Uhhhhhh che meraviglia .. che fortuna…

…esclamano invidiose le mie amiche quando annuncio ‘no, non ci sono giovedì per l’aperitivo. Vado a Varsavia per lavoro’.

Una di esse, una volta, ha addirittura detto: vorrei essere te per una settimana (!!!)

Non sanno, le povere tapine, che andare a Varsavia, o Londra, o Parigi o quel che è, perchè tanto è uguale, significa alzarsi la mattina prestissimo, precipitarsi in aeroporto con il CollegaTedioso, dove salgo su un aereo low cost, sul quale mi fanno pagare non solo l’improbabile brodaglia color caffè e sapor catrame, ma anche la maschera dell’ossigeno (fortunatamente solo se l’aereo si depressurizza). Poi arrivo in un altro aeroporto dove salto su un taxi che mi porta in un sobborgo di periferia, e la periferia polacca ve la lascio immaginare. Mi chiudono in una riunione fino alle ore 18.00, poi esco, risalgo in taxi, e via al meraviglioso hotel 3 stelle, che premurosamente mi hanno prenotato dall’altra parte della città. Ci arrivo alle 21.00, distrutta, e non vedo l’ora di andare a dormire. Ma non posso esimermi di cenare con il mio agente locale, e un giorno parlerò diffusamente dell’agente locale e della cucina polacca, e quando finalmente riesco a coricarmi è mezzanotte e un quarto. Il mattino dopo, mi sveglio alle sei – sei meno dieci, (perché in polonia iniziano a lavorare alle sette… che paese incivile!) e alè, praticamente tutto da capo, fino ad arrivare all’aeroporto verso le otto di sera per prendere il mio volo di rientro delle ore 22.00.

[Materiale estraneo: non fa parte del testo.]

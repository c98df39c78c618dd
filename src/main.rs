use anyhow::Result;
use clap::Parser;
use metrics_exporter_prometheus::PrometheusBuilder;
use std::sync::Arc;
use tracing::info;
use tracing_appender::non_blocking::WorkerGuard;
use tracing_subscriber::{fmt, prelude::*, EnvFilter};

use dealbot::config::{AppConfig, LoggingConfig, MetricsConfig, SmtpConfig};
use dealbot::scheduler::DealScheduler;
use dealbot::secrets::EnvSecrets;
use dealbot::DealBot;

#[derive(Debug, Parser)]
#[command(name = "dealbot", version, about = "Polls deal APIs and emails a digest of what it finds")]
struct Cli {
    /// Config file to load, extension optional
    #[arg(short, long, env = "DEALBOT_CONFIG", default_value = "config")]
    config: String,

    /// Run a single search and exit
    #[arg(long)]
    once: bool,
}

#[tokio::main]
async fn main() -> Result<()> {
    dotenvy::dotenv().ok();
    let cli = Cli::parse();

    let config = AppConfig::load(&cli.config)?;
    let _guard = init_tracing(&config.logging)?;
    init_metrics(&config.metrics)?;

    info!("Starting deal scraper...");

    let smtp = SmtpConfig::from_secrets(&EnvSecrets)?;
    let config = Arc::new(config);
    let bot = Arc::new(DealBot::from_config(
        Arc::clone(&config),
        Arc::new(EnvSecrets),
        smtp,
    )?);

    if cli.once || config.scheduler.run_on_start {
        bot.tick().await;
    }
    if cli.once {
        return Ok(());
    }

    let mut scheduler = DealScheduler::new(Arc::clone(&bot), config.scheduler.clone()).await?;
    scheduler.start().await?;

    tokio::signal::ctrl_c().await?;
    info!("Shutting down...");
    scheduler.shutdown().await?;

    Ok(())
}

/// Console output plus a plain-text log file. The returned guard flushes the
/// file writer and must live until exit.
fn init_tracing(logging: &LoggingConfig) -> Result<WorkerGuard> {
    let file_appender = tracing_appender::rolling::never(&logging.directory, &logging.file_name);
    let (file_writer, guard) = tracing_appender::non_blocking(file_appender);

    tracing_subscriber::registry()
        .with(EnvFilter::from_default_env().add_directive("dealbot=info".parse()?))
        .with(fmt::layer())
        .with(fmt::layer().with_writer(file_writer).with_ansi(false))
        .init();

    Ok(guard)
}

fn init_metrics(metrics: &MetricsConfig) -> Result<()> {
    if !metrics.enabled {
        return Ok(());
    }

    PrometheusBuilder::new()
        .with_http_listener(([0, 0, 0, 0], metrics.port))
        .install()?;
    info!("Prometheus metrics exposed on port {}", metrics.port);
    Ok(())
}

E quindi: cos’ho visto di Varsavia? NIENTE, ho visto, a parte l’aeroporto che non vale il viaggio… e l’agente locale, che neppure lui vale il viaggio.

Arrivata a Malpensa, verso mezzanotte, sono stanca, ma così stanca che cerco di prendere il carrello portabagagli dalla parte sbagliata della fila e mentre impreco, perchè ovviamente non esce, un inserviente, dall’altro lato della sala mi ulula con voce tonante ‘Signòòòòòòra! Dall’altra parte si prendeeeeeeee, il carrelloooooooo’ !

Malpensa a quell’ora lì non non rigurgita di viaggiatori, ma quelli che ci sono si girano, mi guardano e ridono.

Perciò, amiche care, prima di uscirvene con quel maledetto ‘uhhhhhhhh! Che meraviglia’ pensateci due minuti, e poi magari convertitelo in uno sguardo di compatimento e un sommesso ‘…poverina!’